Troubleshoot wireless network connection problems in 10 steps
When troubleshooting wireless network issues, several scenarios can emerge. But valuable end-user insights can help network administrators root out problems.
Wireless networking is both pervasive and getting more complicated behind the scenes. For end users, Wi-Fi is the invisible network resource they connect to. For wireless network administrators -- who design, deploy and support the wireless LAN -- the Wi-Fi network is a fairly complicated beast with many moving pieces that are part of the bigger networking environment.
When wireless connection problems occur, how end users and administrators respond depends on various factors. In this article, we consider 10 common steps for troubleshooting and exonerating the wireless network on the way to finding the source of trouble.

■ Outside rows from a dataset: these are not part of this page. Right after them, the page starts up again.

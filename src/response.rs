//! Response descriptor filled by the application and consumed once by the
//! emitter.

/// Body encoding applied by the (external) compressor.
#[derive(Debug, Clone, Copy, PartialEq, Eq)]
pub enum ContentEncoding {
    Gzip,
    Deflate,
}

impl ContentEncoding {
    pub fn as_str(&self) -> &'static str {
        match self {
            ContentEncoding::Gzip => "gzip",
            ContentEncoding::Deflate => "deflate",
        }
    }
}

#[derive(Debug, Clone, PartialEq, Eq)]
pub(crate) struct Compressed {
    pub(crate) encoding: ContentEncoding,
    pub(crate) payload: Vec<u8>,
}

/// Response for one stream.
///
/// Created empty by the connection and handed to the request handler next to
/// the request. Not `Clone`: there is exactly one descriptor per stream, and
/// its header-sent flag guards against emitting twice.
#[derive(Debug)]
pub struct Response {
    stream_id: u32,
    method: String,
    /// 0 means unset; the assembler sends 200.
    pub status: u16,
    headers: Option<Vec<(String, String)>>,
    cookies: Vec<String>,
    compressed: Option<Compressed>,
    body: Vec<u8>,
    header_sent: bool,
}

impl Response {
    pub(crate) fn new(stream_id: u32, method: impl Into<String>) -> Self {
        Self {
            stream_id,
            method: method.into(),
            status: 0,
            headers: None,
            cookies: Vec::new(),
            compressed: None,
            body: Vec::new(),
            header_sent: false,
        }
    }

    pub fn stream_id(&self) -> u32 {
        self.stream_id
    }

    /// Method of the request this response answers.
    pub fn method(&self) -> &str {
        &self.method
    }

    pub fn set_status(&mut self, status: u16) -> &mut Self {
        self.status = status;
        self
    }

    /// Set a response header, replacing an earlier value under the same name.
    /// The name is kept as given.
    pub fn header(&mut self, name: impl Into<String>, value: impl Into<String>) -> &mut Self {
        let name = name.into();
        let value = value.into();
        let headers = self.headers.get_or_insert_with(Vec::new);
        match headers.iter_mut().find(|(n, _)| *n == name) {
            Some(slot) => slot.1 = value,
            None => headers.push((name, value)),
        }
        self
    }

    /// Headers supplied by the application, `None` when it never set one.
    pub fn headers(&self) -> Option<&[(String, String)]> {
        self.headers.as_deref()
    }

    /// Add one `set-cookie` value, already serialized.
    pub fn cookie(&mut self, set_cookie: impl Into<String>) -> &mut Self {
        self.cookies.push(set_cookie.into());
        self
    }

    pub fn cookies(&self) -> &[String] {
        &self.cookies
    }

    pub fn set_body(&mut self, body: impl Into<Vec<u8>>) -> &mut Self {
        self.body = body.into();
        self
    }

    pub fn body(&self) -> &[u8] {
        &self.body
    }

    /// Send `payload` (the body compressed by the caller) instead of the
    /// plain body, announced with `content-encoding`.
    pub fn set_compressed(&mut self, encoding: ContentEncoding, payload: impl Into<Vec<u8>>) -> &mut Self {
        self.compressed = Some(Compressed {
            encoding,
            payload: payload.into(),
        });
        self
    }

    pub fn content_encoding(&self) -> Option<ContentEncoding> {
        self.compressed.as_ref().map(|c| c.encoding)
    }

    /// Bytes that go into the DATA frames.
    pub fn payload(&self) -> &[u8] {
        match &self.compressed {
            Some(c) => &c.payload,
            None => &self.body,
        }
    }

    pub fn is_header_sent(&self) -> bool {
        self.header_sent
    }

    pub(crate) fn mark_header_sent(&mut self, sent: bool) {
        self.header_sent = sent;
    }
}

Step 1. Turn it on and point it in the right direction
Sometimes, the most obvious causes of system trouble can be the hardest to see. All of us make faulty assumptions at times. When we try to access the Wi-Fi network and nothing happens, it's best to start with the basics. In that case, follow these fundamental steps:
- Regardless of what mobile device you are using, verify that the wireless network adapter is toggled on.
- Make sure your device is not in airplane mode, as that is a functional block to seeing a wireless signal.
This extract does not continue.